Quote from Jan LeBlanc, 1st Grade Teacher at Cherry Park:- Regarding 79% of her class in Low Risk on Winter easyCBM Benchmark: Thank you, Jan, for sharing!
"I do more small group than whole group. My small group is
differentiated (highest group and second highest group are doing things
outside of the core because they are already proficient, third group is my
"on level core kids" who are doing just core reading practice, and low
group is doing core with me in small group, core with an assistant
during the "independent" time for most kids, and intervention outside
the block). The high kids are staying "high" because I'm spending all
the time needed to "find and use" materials that are challenging and
that teach them the skills they are ready to learn outside the core.
-
For whole group, the high kids are more interested than I thought
they would be in the "easy" stories. I do a lot of "cross group"
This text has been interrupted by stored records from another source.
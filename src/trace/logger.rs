use std::{fs::OpenOptions, io::Write, sync::Mutex};

use crate::trace::audit::AuditEvent;

/// Appends audit events as JSONL.
///
/// Diagnostic-only: every failure in here degrades to a stderr warning,
/// never an error surfaced to the caller.
pub struct TraceLogger {
    file: Option<Mutex<std::fs::File>>,
}

impl TraceLogger {
    pub fn new(path: &str) -> Self {
        match OpenOptions::new().create(true).append(true).open(path) {
            Ok(f) => Self {
                file: Some(Mutex::new(f)),
            },
            Err(e) => {
                eprintln!("Warning: could not open trace file '{}': {}", path, e);
                Self { file: None }
            }
        }
    }

    /// A logger that drops every event (used by tests).
    pub fn disabled() -> Self {
        Self { file: None }
    }

    pub fn log(&self, event: &AuditEvent) {
        let Some(file_mutex) = &self.file else {
            return;
        };

        let json = match serde_json::to_string(event) {
            Ok(j) => j,
            Err(e) => {
                eprintln!("Warning: failed to serialize audit event: {}", e);
                return;
            }
        };

        match file_mutex.lock() {
            Ok(mut file) => {
                if let Err(e) = writeln!(file, "{}", json) {
                    eprintln!("Warning: failed to write audit event: {}", e);
                }
            }
            Err(e) => eprintln!("Warning: audit trace lock poisoned: {}", e),
        }
    }
}
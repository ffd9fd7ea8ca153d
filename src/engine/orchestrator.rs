use std::time::Instant;

use crate::capture::image::ImagePayload;
use crate::engine::descriptor::ErrorDescriptor;
use crate::engine::prompt::ANALYSIS_PROMPT;
use crate::engine::vision::VisionBackend;
use crate::report::parser::parse_report;
use crate::report::validator::{AnalysisOutcome, validate_report};
use crate::state::analysis::AnalysisState;
use crate::trace::audit::AuditEvent;
use crate::trace::logger::TraceLogger;

// ============================================================================
// Analysis orchestrator — capture → model call → parse → validate → state
// ============================================================================

/// Drives one capture through the model call, parse, validate, and the
/// matching state transition.
///
/// One analysis is in flight per engine instance: the caller must not start a
/// second capture while `state.is_analyzing` is true. The engine does not
/// enforce mutual exclusion; overlapping calls are last-writer-wins.
pub struct AuditEngine {
    backend: Box<dyn VisionBackend>,
    tracer: TraceLogger,
}

impl AuditEngine {
    pub fn new(backend: Box<dyn VisionBackend>, tracer: TraceLogger) -> Self {
        Self { backend, tracer }
    }

    /// Analyze a captured frame, leaving `state` in exactly one terminal
    /// shape: report set, or error descriptor set. `is_analyzing` is cleared
    /// on every terminal transition, no exception.
    pub fn analyze(&self, state: &mut AnalysisState, image: ImagePayload) {
        self.tracer
            .log(&AuditEvent::now("analysis_started").with_frame(&image));
        state.begin(image.clone());

        let started = Instant::now();
        match self.backend.describe(&image, ANALYSIS_PROMPT) {
            Ok(raw) => {
                let report = parse_report(&raw);
                match validate_report(report) {
                    AnalysisOutcome::Accepted(report) => {
                        self.tracer.log(
                            &AuditEvent::now("report_accepted")
                                .with_narration_chars(report.narration.chars().count())
                                .with_duration(started.elapsed().as_millis()),
                        );
                        state.complete(report);
                    }
                    AnalysisOutcome::NoContent => {
                        self.tracer.log(
                            &AuditEvent::now("no_content")
                                .with_duration(started.elapsed().as_millis()),
                        );
                        state.fail(ErrorDescriptor::no_content());
                    }
                }
            }
            Err(err) => {
                // The concrete cause goes to the trace only; the user sees
                // the same generic descriptor whether the key was missing,
                // the network dropped, or the provider answered garbage.
                self.tracer.log(
                    &AuditEvent::now("model_failure")
                        .with_cause(&err)
                        .with_duration(started.elapsed().as_millis()),
                );
                state.fail(ErrorDescriptor::analysis_failure());
            }
        }
    }
}
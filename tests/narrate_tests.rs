use accessipilot::narrate::narrate_model::{
    DeleteAck, HealthStatus, NarrationRecord, NarrationRequest,
};

// =========================================================================
// 1. Record decoding — full shape from GET /narrations
// =========================================================================

#[test]
fn full_record_decodes_from_camel_case() {
    let json = r#"{
        "id": "rec-123",
        "userId": "user-1",
        "text": "A login form with two fields.",
        "voiceId": "default",
        "audioUrl": "https://placeholder-audio.com/audio.mp3",
        "createdAt": "2025-06-01T12:00:00Z",
        "status": "completed",
        "wordCount": 6
    }"#;

    let record: NarrationRecord = serde_json::from_str(json).unwrap();

    assert_eq!(record.id, "rec-123");
    assert_eq!(record.user_id, "user-1");
    assert_eq!(record.text, "A login form with two fields.");
    assert_eq!(record.voice_id.as_deref(), Some("default"));
    assert_eq!(record.status.as_deref(), Some("completed"));
    assert_eq!(record.word_count, Some(6));
}

// =========================================================================
// 2. Record decoding — POST /narrate subset
// =========================================================================

#[test]
fn create_response_subset_decodes_with_defaults() {
    let json = r#"{
        "id": "rec-9",
        "userId": "user-1",
        "text": "short text",
        "status": "completed",
        "createdAt": "2025-06-01T12:00:00Z"
    }"#;

    let record: NarrationRecord = serde_json::from_str(json).unwrap();

    assert_eq!(record.id, "rec-9");
    assert_eq!(record.voice_id, None);
    assert_eq!(record.audio_url, None);
    assert_eq!(record.word_count, None);
}

// =========================================================================
// 3. Record list ordering is preserved as received
// =========================================================================

#[test]
fn record_list_preserves_server_order() {
    let json = r#"[
        {"id": "newest", "userId": "u", "text": "a"},
        {"id": "older", "userId": "u", "text": "b"}
    ]"#;

    let records: Vec<NarrationRecord> = serde_json::from_str(json).unwrap();
    assert_eq!(records[0].id, "newest");
    assert_eq!(records[1].id, "older");
}

// =========================================================================
// 4. Request encoding
// =========================================================================

#[test]
fn request_with_voice_carries_voice_id() {
    let body = NarrationRequest {
        text: "hello".into(),
        voice_id: Some("calm".into()),
    };

    let json = serde_json::to_string(&body).unwrap();
    assert!(json.contains(r#""voiceId":"calm""#));
}

#[test]
fn request_without_voice_omits_the_field() {
    let body = NarrationRequest {
        text: "hello".into(),
        voice_id: None,
    };

    let json = serde_json::to_string(&body).unwrap();
    assert!(!json.contains("voiceId"));
}

// =========================================================================
// 5. Health and delete shapes
// =========================================================================

#[test]
fn health_status_decodes() {
    let json = r#"{"status":"ok","timestamp":"2025-06-01T12:00:00Z","service":"AccessiPilot Backend"}"#;
    let health: HealthStatus = serde_json::from_str(json).unwrap();

    assert_eq!(health.status, "ok");
    assert_eq!(health.service, "AccessiPilot Backend");
}

#[test]
fn delete_ack_decodes() {
    let json = r#"{"success":true,"id":"rec-123"}"#;
    let ack: DeleteAck = serde_json::from_str(json).unwrap();

    assert!(ack.success);
    assert_eq!(ack.id, "rec-123");
}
reading during small group time. High kids read higher texts as a
"practice" to others in other groups, lower and at level kids are
reading "on level" texts to the higher kids.... -
I've taught them all how to "work independently" so they are
spending a LOT of time reading and working independently when it's not
time for their group (daily 5 type routines... but modified to fit my
needs). The only kids who barely have any independent time are those
that are the lowest.... those kids go from whole group, small group with
an assistant, small group with me, and a little bit of time independent
at the end. -
I'm also doing a lot of reading to them from other things. Reading
texts that are "connections" to other texts and taking time to discuss
connections and make them as well as working a lot on vocabulary aspects
of reading in whole group. Lots of partner sharing (ELD style), lots
of varied ways to have them practice comprehension skills too besides
worksheets (sometimes we do story maps, sometimes we do a book project
where they have to put the characters on one page, setting on another,
writing a summary on another page, etc....) during independent time
(this is particularly good for the high kids, but everyone seems to be
benefiting. I do a LOT of extra added comprehension (first grade is
"light" on comprehension, in my opinion, and there's a lot of places to
add in additional comprehension.) -
Basically, I look at what they need (like I always have) and just give
them that. The difference is, I don't "go up the core" anymore. I have
to chase down other books to use and find other materials for those
high kids (which takes a lot of time). The difference is not "what" I'm doing, it's "how"
I'm doing it and trying to make sure I'm following the protocols to the
best of my ability, and still do what's best for each individual child."